WHY? Why would you stay?
Anonymous
Anonymous wrote:OK, here is my question.
WHY? Why would you stay?


I'm not OP, but I can probably answer this:

$$$$$$$$$$$$$$$$$$$$$$$$$$$$$$$$$$$

This marriage has probably been lukewarm or cold for a long, long time, maybe since day 1, but he has

$$$$$$$$$$$$$$$$$$$$$$$$$$$$$$$$$$$
Anonymous
OP, hopefully all is going well. Some of these comments can come off a bit harsh.
Anonymous
Your kids will be fucked up. Think about it.
Anonymous
Anonymous wrote:Your kids will be fucked up. Think about it.


not at all and there is a lot of evidence to prove this. to your point, kids are fucked up when they are raised in a dysfunctional home and where the parents don't love each other.
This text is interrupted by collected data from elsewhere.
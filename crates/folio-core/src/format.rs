//! Display formatting shared by reports, the renderer and the CLI.

use chrono::NaiveDate;
use rust_decimal::{Decimal, RoundingStrategy};

/// US-dollar amount with thousands separators and two decimals, e.g.
/// `$1,234.50`. Half-cents round away from zero.
pub fn format_currency(amount: Decimal) -> String {
  let rounded = amount.round_dp_with_strategy(2, RoundingStrategy::MidpointAwayFromZero);
  let digits = format!("{:.2}", rounded.abs());
  let (int_part, frac_part) = digits.split_once('.').unwrap_or((digits.as_str(), "00"));

  let mut grouped = String::with_capacity(int_part.len() + int_part.len() / 3);
  for (i, ch) in int_part.chars().enumerate() {
    if i > 0 && (int_part.len() - i) % 3 == 0 {
      grouped.push(',');
    }
    grouped.push(ch);
  }

  let sign = if rounded.is_sign_negative() && !rounded.is_zero() { "-" } else { "" };
  format!("{sign}${grouped}.{frac_part}")
}

/// Long-form date, e.g. `March 5, 2024`.
pub fn format_date(date: NaiveDate) -> String { date.format("%B %-d, %Y").to_string() }

/// A quantity without trailing zeros: `2`, `1.5`.
pub fn format_quantity(quantity: Decimal) -> String { quantity.normalize().to_string() }

/// A percentage rate, e.g. `8.25%`.
pub fn format_rate(rate: Decimal) -> String { format!("{}%", rate.normalize()) }

#[cfg(test)]
mod tests {
  use rust_decimal_macros::dec;

  use super::*;

  #[test]
  fn currency() {
    assert_eq!(format_currency(dec!(0)), "$0.00");
    assert_eq!(format_currency(dec!(5)), "$5.00");
    assert_eq!(format_currency(dec!(999.999)), "$1,000.00");
    assert_eq!(format_currency(dec!(1234.5)), "$1,234.50");
    assert_eq!(format_currency(dec!(1234567.891)), "$1,234,567.89");
    assert_eq!(format_currency(dec!(0.005)), "$0.01");
    assert_eq!(format_currency(dec!(-42.1)), "-$42.10");
  }

  #[test]
  fn dates() {
    let d = NaiveDate::from_ymd_opt(2024, 3, 5).unwrap();
    assert_eq!(format_date(d), "March 5, 2024");
    let d = NaiveDate::from_ymd_opt(2023, 12, 25).unwrap();
    assert_eq!(format_date(d), "December 25, 2023");
  }

  #[test]
  fn quantities_and_rates() {
    assert_eq!(format_quantity(dec!(2.00)), "2");
    assert_eq!(format_quantity(dec!(1.50)), "1.5");
    assert_eq!(format_rate(dec!(10.0)), "10%");
    assert_eq!(format_rate(dec!(8.25)), "8.25%");
  }
}
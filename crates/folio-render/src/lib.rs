//! Document rendering for Folio.
//!
//! A quotation or invoice is laid out once, by [`compose::render`], into a
//! [`PagedDocument`]: absolute positions in millimetres, already split into
//! pages. That model is then encoded as PDF ([`pdf`]) for export. Print
//! output is HTML markup ([`html`]) generated from the same template
//! settings.

pub mod compose;
pub mod error;
pub mod export;
pub mod html;
pub mod layout;
pub mod logo;
pub mod pdf;
pub mod text;

pub use compose::render;
pub use error::{Error, Result};
pub use layout::PagedDocument;
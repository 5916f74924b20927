//! SQLite backend for the Folio key-value store.
//!
//! Wraps [`tokio_rusqlite`] so all database access runs on a dedicated thread
//! without blocking the async runtime.

mod schema;
mod store;

pub mod error;

pub use error::{Error, Result};
pub use store::SqliteStore;
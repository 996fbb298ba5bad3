//! Classification of failed pyLoad API calls.

use reqwest::{Response, StatusCode};
use thiserror::Error;

/// A pyLoad API call that failed in a way worth explaining to the user.
#[derive(Error, Debug)]
pub enum ApiError {
    /// Login rejected or session no longer valid (pyLoad answers 401/403)
    #[error("Authentication failed: {0}. Check the pyLoad username and password.")]
    AuthenticationFailed(String),
    /// Unknown API method or wrong base URL (HTTP 404)
    #[error("Not found: {0}. Is the pyLoad URL correct?")]
    NotFound(String),
    /// Other client errors (bad arguments, unknown package id, ...)
    #[error("Request error: {0}")]
    ClientError(String),
    /// pyLoad itself failed
    #[error("pyLoad server error: {0}")]
    ServerError(String),
}

/// Maps an unsuccessful HTTP status of `method` to an [`ApiError`].
pub fn classify_status(status: StatusCode, method: &str) -> ApiError {
    match status {
        StatusCode::UNAUTHORIZED | StatusCode::FORBIDDEN => {
            ApiError::AuthenticationFailed(format!("{} returned HTTP {}", method, status.as_u16()))
        }
        StatusCode::NOT_FOUND => ApiError::NotFound(format!("API method {}", method)),
        s if s.is_server_error() => {
            ApiError::ServerError(format!("{} returned HTTP {}", method, s.as_u16()))
        }
        s => ApiError::ClientError(format!("{} returned HTTP {}", method, s.as_u16())),
    }
}

/// Passes successful responses through, classifies everything else.
pub fn check_status(response: Response, method: &str) -> Result<Response, ApiError> {
    let status = response.status();
    if status.is_success() {
        Ok(response)
    } else {
        Err(classify_status(status, method))
    }
}

#[cfg(test)]
mod tests {
    use super::*;

    #[test]
    fn test_api_error_display() {
        let err = ApiError::AuthenticationFailed("login".to_string());
        assert!(err.to_string().contains("Authentication failed"));
        assert!(err.to_string().contains("username and password"));

        let err = ApiError::NotFound("API method getCollectorData".to_string());
        assert!(err.to_string().contains("getCollectorData"));

        let err = ApiError::ServerError("HTTP 500".to_string());
        assert!(err.to_string().contains("server error"));
    }

    #[test]
    fn test_classify_status() {
        assert!(matches!(
            classify_status(StatusCode::UNAUTHORIZED, "login"),
            ApiError::AuthenticationFailed(_)
        ));
        assert!(matches!(
            classify_status(StatusCode::FORBIDDEN, "addFiles"),
            ApiError::AuthenticationFailed(_)
        ));
        assert!(matches!(
            classify_status(StatusCode::NOT_FOUND, "addFiles"),
            ApiError::NotFound(_)
        ));
        assert!(matches!(
            classify_status(StatusCode::BAD_REQUEST, "addFiles"),
            ApiError::ClientError(_)
        ));
        assert!(matches!(
            classify_status(StatusCode::BAD_GATEWAY, "addFiles"),
            ApiError::ServerError(_)
        ));
    }

    #[tokio::test]
    async fn test_check_status_passes_success() {
        let mut server = mockito::Server::new_async().await;
        let _m = server
            .mock("GET", "/")
            .with_status(200)
            .create_async()
            .await;

        let response = reqwest::get(server.url()).await.unwrap();
        assert!(check_status(response, "test").is_ok());
    }

    #[tokio::test]
    async fn test_check_status_classifies_failure() {
        let mut server = mockito::Server::new_async().await;
        let _m = server
            .mock("GET", "/")
            .with_status(500)
            .create_async()
            .await;

        let response = reqwest::get(server.url()).await.unwrap();
        let err = check_status(response, "getQueueData").unwrap_err();
        assert!(matches!(err, ApiError::ServerError(_)));
    }
}
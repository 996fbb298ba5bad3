use anyhow::{Context, Result};
use log::{debug, info};
use std::io::{self, Write};

use crate::{
    domain::model::{DEFAULT_PATTERN, MergeMutation, MergePattern},
    domain::service::{group, plan},
    pyload::{MutationSink, PackageSource},
    runtime::Runtime,
};

use super::config::{Config, ConnectionArgs};
use super::report::{print_groups, print_plan};

pub const CONFIRM_PROMPT: &str = "Do you want to merge these packages?";

#[derive(Debug, Clone, Default)]
pub struct MergeOptions {
    /// Regex applied to package names; `.*` when absent
    pub pattern: Option<String>,
    /// Skip the confirmation prompt
    pub yes: bool,
    /// Only print what would be changed
    pub dry_run: bool,
}

/// Compile the pattern, connect to pyLoad and merge.
///
/// The pattern is checked before any connection is made.
#[tracing::instrument(skip(runtime, connection))]
pub async fn merge<R: Runtime>(
    runtime: R,
    connection: &ConnectionArgs,
    options: &MergeOptions,
) -> Result<()> {
    let pattern = MergePattern::new(options.pattern.as_deref().unwrap_or(DEFAULT_PATTERN))?;

    let config = Config::new(runtime, connection).await?;
    run(&config.runtime, &config.client, &config.client, &pattern, options).await
}

#[tracing::instrument(skip(runtime, source, sink))]
pub async fn run<R: Runtime, S: PackageSource, M: MutationSink>(
    runtime: &R,
    source: &S,
    sink: &M,
    pattern: &MergePattern,
    options: &MergeOptions,
) -> Result<()> {
    let packages = source
        .fetch_all()
        .await
        .context("Failed to fetch packages from pyLoad")?;
    debug!("Grouping {} package(s) by {:?}", packages.len(), pattern.as_str());

    let groups = group(&packages, pattern);

    let mut stdout = io::stdout();
    print_groups(&groups, &mut stdout)?;

    if groups.is_empty() {
        println!("Nothing to merge");
        return Ok(());
    }

    if options.dry_run {
        println!("=== Merge Plan (dry run) ===");
        println!();
        for (key, members) in &groups {
            print_plan(key, &plan(key, members), &mut stdout)?;
        }
        return Ok(());
    }

    if !options.yes && !runtime.confirm(CONFIRM_PROMPT)? {
        println!("OK, aborting!");
        return Ok(());
    }

    println!();

    for (key, members) in &groups {
        println!("Merging {} ...", key);
        stdout.flush()?;
        apply(sink, &plan(key, members))
            .await
            .with_context(|| format!("Failed to merge packages into '{}'", key))?;
    }

    info!("Merged {} group(s)", groups.len());
    Ok(())
}

/// Issue a planned merge: rename, then append links, then delete.
///
/// Links are appended before their source packages are deleted. Nothing is
/// rolled back when a later call fails.
#[tracing::instrument(skip(sink))]
pub async fn apply<M: MutationSink>(sink: &M, mutation: &MergeMutation) -> Result<()> {
    let pid = mutation.target_pid;

    if let Some(name) = &mutation.new_name {
        debug!("Renaming package {} to {:?}", pid, name);
        sink.rename(pid, name).await?;
    }

    sink.append_links(pid, &mutation.appended_links).await?;
    sink.delete_packages(&mutation.removed_pids).await?;

    Ok(())
}
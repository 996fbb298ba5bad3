use thiserror::Error;

/// A user supplied merge pattern that is not a valid regular expression.
#[derive(Error, Debug)]
#[error("Invalid pattern '{pattern}': {source}")]
pub struct InvalidPatternError {
    pub pattern: String,
    #[source]
    pub source: regex::Error,
}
But you're not interested in a real conversation, so STFU and go away.
Anonymous
Anonymous wrote:
Anonymous wrote:OK, here is my question.
WHY? Why would you stay?


I'm not OP, but I can probably answer this:

$$$$$$$$$$$$$$$$$$$$$$$$$$$$$$$$$$$

This marriage has probably been lukewarm or cold for a long, long time, maybe since day 1, but he has

$$$$$$$$$$$$$$$$$$$$$$$$$$$$$$$$$$$


OP here. I earn more than he does. Always have, most likely always will. So whatever! If he had $$$$$$ I'd be out on a happy shopping spree! Whatever man. I am not *that* girl.
Anonymous
Anonymous wrote:What have you tried? Did you do any marriage counseling? Or do you feel it's past the point of no return?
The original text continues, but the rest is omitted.